Las autoridades penitenciarias de Honduras aseguraron este lunes que existe plena seguridad para Romeo Vásquez, exjefe del Estado Mayor Conjunto de las Fuerzas Armadas, y para los demás militares que serán trasladados a la cárcel de Támara para cumplir con la medida de detención judicial por los delitos de homicidio y lesiones graves.

"Soy responsable del sistema penitenciario, y si digo que las personas requeridas vayan a Támara es porque no hay ningún problema con su seguridad, ni con ninguna otra situación que la gente pueda pensar", afirmó Ramiro Muñoz, presidente de la Comisión Interventora del Instituto Nacional Penitenciario (INP) en el noticiero TN5 Matutino de Canal 5.

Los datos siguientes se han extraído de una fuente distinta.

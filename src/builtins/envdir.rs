use std::io::Write;
use std::path::Path;

use crate::builtins::registry::CommandInfo;
use crate::engine::path::expand_home;
use crate::engine::{ExecutionResult, Shell};
use crate::error::ShellError;
use crate::parser::Statement;

pub const COMMAND_INFO: CommandInfo = CommandInfo {
    name: "envdir",
    description: "Show or change the environment directory.",
    usage: "envdir [dir]\n\nWithout DIR, print the directory that `$NAME` arguments are read from.\nWith DIR, read them from DIR instead.",
    isolated: false,
    run,
};

pub fn run(stmt: &mut Statement, shell: &Shell) -> Result<ExecutionResult, ShellError> {
    match stmt.args.as_slice() {
        [] => {
            writeln!(stmt.streams.stdout, "{}", shell.env_dir().display())?;
        }
        [dir] => {
            let dir = expand_home(Path::new(dir));
            if !dir.is_dir() {
                return Err(ShellError::builtin("envdir", format!("{}: not a directory", dir.display())));
            }
            shell.set_env_dir(dir);
        }
        _ => return Err(ShellError::builtin("envdir", "usage: envdir [dir]")),
    }
    Ok(ExecutionResult::KeepRunning)
}
mod command;
mod execution;
mod expand;
pub mod path;
mod redirect;
mod state;
mod tasks;

// Re-export the public API so that `main.rs`, `repl.rs` and `builtins/`
// only ever name `engine::*`.
pub use command::ISOLATED_ENV;
pub use execution::{execute_batch, run_fork_builtin};
pub use redirect::Streams;
#[cfg(test)]
pub use redirect::Output;
pub use state::{ExecutionResult, Shell};
pub use tasks::TaskKind;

Romeo Vásquez, junto al exsubjefe de las Fuerzas Armadas, Venancio Cervantes, y al excomandante del Comando de Operaciones Especiales, Carlos Roberto Puerto, fueron trasladados esta mañana desde el Juzgado Penal del barrio La Granja, donde la noche del domingo se llevó a cabo la audiencia de declaración de imputados.

Al concluir la audiencia, el juzgado dispuso que los militares detenidos cumplieran con la resolución judicial en el Primer Batallón de Infantería, aunque luego determinó que fueran trasladados al recinto especial de mínima seguridad de la Penitenciaría Nacional Marco Aurelio Soto, ubicada en la aldea de Támara, a unos 20 kilómetros al norte de Tegucigalpa.

Ramiro Muñoz aseguró que Támara es "el lugar correcto" para que los militares permanezcan bajo detención judicial mientras esperan la audiencia preliminar, que se celebrará el próximo 10 de marzo a las 1:30 de la mañana.

La defensa y los familiares de Romeo Vásquez denunciaron el domingo por la noche que el traslado a Támara respondía "a órdenes del expresidente Manuel Zelaya Rosales". Solicitaron que, debido al cargo que ocupó Vásquez, fuera trasladado a un batallón en lugar de a una prisión.

Acusación contra militares

El Ministerio Público presentó un requerimiento fiscal contra Vásquez, Cervantes y Puerto, acusándolos de ser responsables de los "delitos de homicidio y lesiones graves" contra los ciudadanos Isy Obed Murillo y Alex Roberto Zavala, durante las manifestaciones en contra del golpe de Estado contra Manuel Zelaya.

Los hechos ocurrieron el 5 de julio de 2009, en las inmediaciones del aeropuerto Toncontín, en Tegucigalpa.

Murillo murió tras recibir "un proyectil de arma de fuego en la cabeza" mientras participaba en la protesta. Por su parte, Zavala sufrió "graves lesiones" debido a los disparos efectuados por soldados hondureños, según informó el Ministerio Público.